Exaggerated Claims and the Importance of Hands-on Evaluation
Anyone who has worked with more than one commercial rule engine knows that there are some significant performance differences between the various engines. In some cases the performance issues are so severe that you end up scratching your head, looking at the Gartner magic quadrant and trying to figure out how they put some of these turkeys where they did.
With Business Rules Engines we are, unfortunately, in a marketplace where information asymmetry and switching costs are the order of the day. Vendors don’t like to have their rule engines compared head-to-head and they use everything from custom rule description formats to alternate rule evaluation algorithms to rule repositories to legal restriction on making any performance measures public in order to make those comparisons difficult.
As a result, you see all sorts of claims from vendors about how nice their super secret algorithms perform. Peter Lin regularly takes on some of the more outrageous claims and, as best as he can, given the lack of information from the vendor, attempts to debunk them. His latest bit of skeptical wisdom, about the HyperRETE algorithm from EWA Systems, can be found here.
Ideally, we would have a standard rule description format, something like RuleML for example, and would use the rule engine as a standard execution environment with a standard set of API’s, etc. Vendors could differentiate their product offering by providing nice IDE and Rule Repository functionality or souping up their rule engine to provide better performance. Imagine Java IDE vendors clouding the issue by each shipping their own, non-standard JVM’s, tightly integrated with the IDE. If you want to run apps developed with their IDE, you need to use their engine and if you want to use their engine, you need to use their IDE.
In reality, Rule Engines should be a commodity by now. It’s just the lack of sophistication by IT managers that prevents them from evaluating BRE technology just like they would OS or database software.

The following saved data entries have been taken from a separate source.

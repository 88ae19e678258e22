//! Presentation helpers for the "discover" section under the composer.
//!
//! The feed itself is fetched elsewhere; the landing page only needs the
//! readiness rule and the routes it links to.

use serde::Deserialize;
use serde::Serialize;

pub const DISCOVER_ROUTE: &str = "/discover";
pub const DASHBOARD_ROUTE: &str = "/apps";

/// The section is hidden until strictly more than this many apps are loaded.
pub const DISCOVER_MIN_ITEMS: usize = 5;

#[derive(Debug, Clone, PartialEq, Eq, Serialize, Deserialize)]
#[serde(rename_all = "camelCase")]
pub struct AppSummary {
    pub id: String,
    pub title: String,
    #[serde(default)]
    pub description: Option<String>,
    #[serde(default)]
    pub view_count: u64,
}

/// Parameters the landing page uses when asking for the public feed.
#[derive(Debug, Clone, Copy, PartialEq, Eq, Serialize, Deserialize)]
#[serde(rename_all = "camelCase")]
pub struct FeedQuery {
    pub visibility: FeedVisibility,
    pub sort: FeedSort,
    pub period: FeedPeriod,
    pub limit: usize,
}

#[derive(Debug, Clone, Copy, PartialEq, Eq, Serialize, Deserialize)]
#[serde(rename_all = "lowercase")]
pub enum FeedVisibility {
    Public,
    Private,
}

#[derive(Debug, Clone, Copy, PartialEq, Eq, Serialize, Deserialize)]
#[serde(rename_all = "lowercase")]
pub enum FeedSort {
    Popular,
    Recent,
}

#[derive(Debug, Clone, Copy, PartialEq, Eq, Serialize, Deserialize)]
#[serde(rename_all = "lowercase")]
pub enum FeedPeriod {
    Day,
    Week,
    Month,
    All,
}

impl FeedQuery {
    pub const LANDING: FeedQuery = FeedQuery {
        visibility: FeedVisibility::Public,
        sort: FeedSort::Popular,
        period: FeedPeriod::Week,
        limit: 6,
    };
}

/// Snapshot of the opaque feed data source.
#[derive(Debug, Clone, Default, PartialEq, Eq)]
pub struct DiscoveryFeed {
    pub items: Vec<AppSummary>,
    pub loading: bool,
}

impl DiscoveryFeed {
    pub fn is_ready(&self) -> bool {
        !self.loading && self.items.len() > DISCOVER_MIN_ITEMS
    }
}

pub fn app_route(id: &str) -> String {
    format!("/app/{id}")
}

So, what is a product manager to do? My advice is to evaluate as many rule engines as you can. If you need inferencing, i.e. the ability to chain together conclusions across a large fact base, make sure to evaluate RETE engines and make sure those engine are really really RETE. The best way to test the engines for performance and scalability is to build a prototype that replicates the rules and facts you are going to process. The academic benchmarks like Manners are all well and good, but if you are going to write lots of rules that involve 20 conditionals or the existential quantifier ("there are at least 3 instances of a bad credit reference"), you’re better off testing using that. If you’re expecting to chase a million customers through the rule engine every day, you want to know if you’ll need 4 or 400 CPU’s, so make sure to use enough representative data so you can accurately estimate performance.
If, instead, you swallow a vendors song and dance and fancy GUI interface, you deserve what you get. So, do your homework.